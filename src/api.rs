//! Upstream API surface consumed by resources.
//!
//! The HTTP client for the Vercel REST API lives outside this crate.
//! Resources depend only on the traits here, so tests can substitute
//! in-memory fakes and the client can evolve independently.

use crate::error::ProviderError;
use crate::reconcile::Keyed;
use serde::{Deserialize, Serialize};

/// A Vercel project as returned by the API.
#[derive(Debug, Clone, PartialEq, Eq, Serialize, Deserialize)]
pub struct Project {
    /// The project id, e.g. `prj_abc123`.
    pub id: String,
    /// The project name.
    pub name: String,
    /// The framework preset, if any.
    #[serde(default, skip_serializing_if = "Option::is_none")]
    pub framework: Option<String>,
    /// The region serverless functions run in, if pinned.
    #[serde(default, skip_serializing_if = "Option::is_none")]
    pub serverless_function_region: Option<String>,
    /// Environment variables configured on the project.
    #[serde(default, skip_serializing_if = "Vec::is_empty")]
    pub environment: Vec<EnvironmentVariable>,
    /// The linked git repository, if any.
    #[serde(default, skip_serializing_if = "Option::is_none")]
    pub git_repository: Option<GitRepository>,
}

/// An environment variable exposed to a project's deployments.
#[derive(Debug, Clone, PartialEq, Eq, Serialize, Deserialize)]
pub struct EnvironmentVariable {
    /// The variable name.
    pub key: String,
    /// The variable value.
    pub value: String,
    /// Deployment targets the variable applies to.
    pub target: Vec<String>,
}

/// A git repository linked to a project.
#[derive(Debug, Clone, PartialEq, Eq, Serialize, Deserialize)]
pub struct GitRepository {
    /// The hosting service: `github`, `gitlab`, or `bitbucket`.
    #[serde(rename = "type")]
    pub kind: String,
    /// The repository slug, e.g. `vercel/next.js`.
    pub repo: String,
    /// The production branch, if overridden.
    #[serde(default, skip_serializing_if = "Option::is_none")]
    pub production_branch: Option<String>,
}

/// Fields accepted when creating or updating a project.
#[derive(Debug, Clone, PartialEq, Eq, Serialize, Deserialize, Default)]
pub struct ProjectRequest {
    /// The project name.
    pub name: String,
    /// The framework preset, if any.
    #[serde(default, skip_serializing_if = "Option::is_none")]
    pub framework: Option<String>,
    /// The region to pin serverless functions to, if any.
    #[serde(default, skip_serializing_if = "Option::is_none")]
    pub serverless_function_region: Option<String>,
    /// Environment variables to configure.
    #[serde(default, skip_serializing_if = "Vec::is_empty")]
    pub environment: Vec<EnvironmentVariable>,
    /// The git repository to link, if any.
    #[serde(default, skip_serializing_if = "Option::is_none")]
    pub git_repository: Option<GitRepository>,
}

/// Project CRUD against the Vercel API.
#[async_trait::async_trait]
pub trait ProjectApi: Send + Sync {
    /// Create a project.
    async fn create_project(&self, request: ProjectRequest) -> Result<Project, ProviderError>;

    /// Fetch a project by id or name.
    async fn get_project(&self, id_or_name: &str) -> Result<Project, ProviderError>;

    /// Update a project in place.
    async fn update_project(
        &self,
        id: &str,
        request: ProjectRequest,
    ) -> Result<Project, ProviderError>;

    /// Delete a project by id.
    async fn delete_project(&self, id: &str) -> Result<(), ProviderError>;
}

/// A member of a project.
///
/// `user_id` is absent while an email invitation has not yet resolved to a
/// user; such members are always (re-)added during reconciliation.
#[derive(Debug, Clone, PartialEq, Eq, Serialize, Deserialize)]
pub struct ProjectMember {
    /// The member's user id, once known.
    #[serde(default, skip_serializing_if = "Option::is_none")]
    pub user_id: Option<String>,
    /// The email the member was invited with, if any.
    #[serde(default, skip_serializing_if = "Option::is_none")]
    pub email: Option<String>,
    /// The member's role on the project.
    pub role: String,
}

impl Keyed for ProjectMember {
    fn key(&self) -> Option<&str> {
        self.user_id.as_deref()
    }
}

/// Project membership operations against the Vercel API.
///
/// The API only offers add/remove/update primitives, no bulk replace;
/// [`reconcile`](crate::reconcile::reconcile) computes the minimal call set.
#[async_trait::async_trait]
pub trait ProjectMembersApi: Send + Sync {
    /// List all members of a project.
    async fn list_members(&self, project_id: &str) -> Result<Vec<ProjectMember>, ProviderError>;

    /// Add a member to a project.
    async fn add_member(
        &self,
        project_id: &str,
        member: &ProjectMember,
    ) -> Result<(), ProviderError>;

    /// Remove a member from a project.
    async fn remove_member(&self, project_id: &str, user_id: &str) -> Result<(), ProviderError>;

    /// Change an existing member's role.
    async fn update_member(
        &self,
        project_id: &str,
        member: &ProjectMember,
    ) -> Result<(), ProviderError>;
}

#[cfg(test)]
mod tests {
    use super::*;

    #[test]
    fn test_member_key_is_user_id() {
        let member = ProjectMember {
            user_id: Some("usr_1".to_string()),
            email: None,
            role: "MEMBER".to_string(),
        };
        assert_eq!(member.key(), Some("usr_1"));

        let invited = ProjectMember {
            user_id: None,
            email: Some("dev@example.com".to_string()),
            role: "MEMBER".to_string(),
        };
        assert_eq!(invited.key(), None);
    }

    #[test]
    fn test_git_repository_type_field_name() {
        let repo = GitRepository {
            kind: "github".to_string(),
            repo: "vercel/site".to_string(),
            production_branch: None,
        };
        let json = serde_json::to_value(&repo).unwrap();
        assert_eq!(json["type"], "github");
        assert!(json.get("production_branch").is_none());
    }
}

> [What is required]
Every entry is to be retyped word for word.

> [Exercise result]
filename src/api.rs
//! Upstream API surface consumed by resources.
//!
//! The HTTP client for the Vercel REST API lives outside this crate.
//! Resources depend only on the traits here, so tests can substitute
//! in-memory fakes and the client can evolve independently.

use crate::error::ProviderError;
use crate::reconcile::Keyed;
use serde::{Deserialize, Serialize};

/// A Vercel project as returned by the API.
#[derive(Debug, Clone, PartialEq, Eq, Serialize, Deserialize)]
pub struct Project {
    /// The project id, e.g. `prj_abc123`.
    pub id: String,
    /// The project name.
    pub name: String,
    /// The framework preset, if any.
    #[serde(default, skip_serializing_if = "Option::is_none")]
    pub framework: Option<String>,
    /// The region serverless functions run in, if pinned.
    #[serde(default, skip_serializing_if = "Option::is_none")]
    pub serverless_function_region: Option<String>,
    /// Environment variables configured on the project.
    #[serde(default, skip_serializing_if = "Vec::is_empty")]
    pub environment: Vec<EnvironmentVariable>,
    /// The linked git repository, if any.
    #[serde(default, skip_serializing_if = "Option::is_none")]
    pub git_repository: Option<GitRepository>,
}

/// An environment variable exposed to a project's deployments.
#[derive(Debug, Clone, PartialEq, Eq, Serialize, Deserialize)]
pub struct EnvironmentVariable {
    /// The variable name.
    pub key: String,
    /// The variable value.
    pub value: String,
    /// Deployment targets the variable applies to.
    pub target: Vec<String>,
}

/// A git repository linked to a project.
#[derive(Debug, Clone, PartialEq, Eq, Serialize, Deserialize)]
pub struct GitRepository {
    /// The hosting service: `github`, `gitlab`, or `bitbucket`.
    #[serde(rename = "type")]
    pub kind: String,
    /// The repository slug, e.g. `vercel/next.js`.
    pub repo: String,
    /// The production branch, if overridden.
    #[serde(default, skip_serializing_if = "Option::is_none")]
    pub production_branch: Option<String>,
}

/// Fields accepted when creating or updating a project.
#[derive(Debug, Clone, PartialEq, Eq, Serialize, Deserialize, Default)]
pub struct ProjectRequest {
    /// The project name.
    pub name: String,
    /// The framework preset, if any.
    #[serde(default, skip_serializing_if = "Option::is_none")]
    pub framework: Option<String>,
    /// The region to pin serverless functions to, if any.
    #[serde(default, skip_serializing_if = "Option::is_none")]
    pub serverless_function_region: Option<String>,
    /// Environment variables to configure.
    #[serde(default, skip_serializing_if = "Vec::is_empty")]
    pub environment: Vec<EnvironmentVariable>,
    /// The git repository to link, if any.
    #[serde(default, skip_serializing_if = "Option::is_none")]
    pub git_repository: Option<GitRepository>,
}

/// Project CRUD against the Vercel API.
#[async_trait::async_trait]
pub trait ProjectApi: Send + Sync {
    /// Create a project.
    async fn create_project(&self, request: ProjectRequest) -> Result<Project, ProviderError>;

    /// Fetch a project by id or name.
    async fn get_project(&self, id_or_name: &str) -> Result<Project, ProviderError>;

    /// Update a project in place.
    async fn update_project(
        &self,
        id: &str,
        request: ProjectRequest,
    ) -> Result<Project, ProviderError>;

    /// Delete a project by id.
    async fn delete_project(&self, id: &str) -> Result<(), ProviderError>;
}

/// A member of a project.
///
/// `user_id` is absent while an email invitation has not yet resolved to a
/// user; such members are always (re-)added during reconciliation.
#[derive(Debug, Clone, PartialEq, Eq, Serialize, Deserialize)]
pub struct ProjectMember {
    /// The member's user id, once known.
    #[serde(default, skip_serializing_if = "Option::is_none")]
    pub user_id: Option<String>,
    /// The email the member was invited with, if any.
    #[serde(default, skip_serializing_if = "Option::is_none")]
    pub email: Option<String>,
    /// The member's role on the project.
    pub role: String,
}

impl Keyed for ProjectMember {
    fn key(&self) -> Option<&str> {
        self.user_id.as_deref()
    }
}

/// Project membership operations against the Vercel API.
///
/// The API only offers add/remove/update primitives, no bulk replace;
/// [`reconcile`](crate::reconcile::reconcile) computes the minimal call set.
#[async_trait::async_trait]
pub trait ProjectMembersApi: Send + Sync {
    /// List all members of a project.
    async fn list_members(&self, project_id: &str) -> Result<Vec<ProjectMember>, ProviderError>;

    /// Add a member to a project.
    async fn add_member(
        &self,
        project_id: &str,
        member: &ProjectMember,
    ) -> Result<(), ProviderError>;

    /// Remove a member from a project.
    async fn remove_member(&self, project_id: &str, user_id: &str) -> Result<(), ProviderError>;

    /// Change an existing member's role.
    async fn update_member(
        &self,
        project_id: &str,
        member: &ProjectMember,
    ) -> Result<(), ProviderError>;
}

#[cfg(test)]
mod tests {
    use super::*;

    #[test]
    fn test_member_key_is_user_id() {
        let member = ProjectMember {
            user_id: Some("usr_1".to_string()),
            email: None,
            role: "MEMBER".to_string(),
        };
        assert_eq!(member.key(), Some("usr_1"));

        let invited = ProjectMember {
            user_id: None,
            email: Some("dev@example.com".to_string()),
            role: "MEMBER".to_string(),
        };
        assert_eq!(invited.key(), None);
    }

    #[test]
    fn test_git_repository_type_field_name() {
        let repo = GitRepository {
            kind: "github".to_string(),
            repo: "vercel/site".to_string(),
            production_branch: None,
        };
        let json = serde_json::to_value(&repo).unwrap();
        assert_eq!(json["type"], "github");
        assert!(json.get("production_branch").is_none());
    }
}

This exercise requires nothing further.